The shuffling stopped and the giggling died to hysterical whispers as the trick-or-treaters, costumed denizens of an imagined necropolis, chose a sacrificial victim. "Go on..." they urged each other, "...go on. Ring it!" More playful, nervous crowdplay, pushing forward, pulling back, then inside the perimeter a solitary hero emerged. A young Frankenstein in clumping boots, the scar his mother gave him blazing on his brow, flickering in the guttering candlelight.

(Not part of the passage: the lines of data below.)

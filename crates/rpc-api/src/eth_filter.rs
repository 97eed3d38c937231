use filament_rpc_types::{FilterChanges, FilterQuery, MetaLog};
use jsonrpsee::{core::RpcResult, proc_macros::rpc};

/// Rpc interface for the poll-based ethereum filter API.
#[cfg_attr(not(feature = "client"), rpc(server, namespace = "eth"))]
#[cfg_attr(feature = "client", rpc(server, client, namespace = "eth"))]
pub trait EthFilterApi {
    /// Creates a new log filter and returns its id.
    #[method(name = "newFilter")]
    async fn new_filter(&self, query: FilterQuery) -> RpcResult<String>;

    /// Creates a new block filter and returns its id.
    #[method(name = "newBlockFilter")]
    async fn new_block_filter(&self) -> RpcResult<String>;

    /// Creates a pending transaction filter and returns its id.
    #[method(name = "newPendingTransactionFilter")]
    async fn new_pending_transaction_filter(&self) -> RpcResult<String>;

    /// Uninstalls the filter with the given id.
    #[method(name = "uninstallFilter")]
    async fn uninstall_filter(&self, id: String) -> RpcResult<bool>;

    /// Returns all filter changes since the last poll.
    #[method(name = "getFilterChanges")]
    async fn filter_changes(&self, id: String) -> RpcResult<FilterChanges>;

    /// Returns the accumulated logs of a log filter since the last poll.
    #[method(name = "getFilterLogs")]
    async fn filter_logs(&self, id: String) -> RpcResult<Vec<MetaLog>>;
}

Regular breathing stopped, only the occasional gasp betraying the need for oxygen as the silent throng willed the juvenile monster forward. Step by step he paced the garden path until, reaching the darkness of the porch, he was hidden from sight. He reached up and in the dark silence rang the doorbell. Deep in the house a faint and incongruous 'ding-dong' sounded. For a while nothing happened, then the candle-flame briefly flared, as if breathed upon by a ghostly presence and... silence again.
Frankie stepped out of the shadows and raised his arms in a shrug to the crowd of young zombies outside. "Nobody there!" The crowd drew back in horror as, within the darkness of the stoop, a greater darkness appeared. A black hole from which a vaguely human shape emerged. The spectral figure towered above and behind the young daredevil, arms reaching out and forward as if to encloak him. A girl in the crowd yelped in fear and the costumed throng thrashed and dispersed in sheer terror, panicked, high-pitched screams banshee-ing through the night.
Silence returned. In the window the candle flickered and 'Frankie' turned to face his nemesis, golden specks of candlelight illuminating his hopeful cheeks. "Trick or treat?" He asked.
"Where are your friends?" asked the dark wraith.
"Scared." said Frankie. "Ran away."
The dark figure sniffed. "It's cold outside," he opined, "come inside,where it's warm."
Frankie looked back to the street, from where his friends had abandoned him. They would never know his fate. "I like the candle." he offered, "Nice touch, uncle Bryan."
"Power cut." said Bryan, "Come in and have some toffee."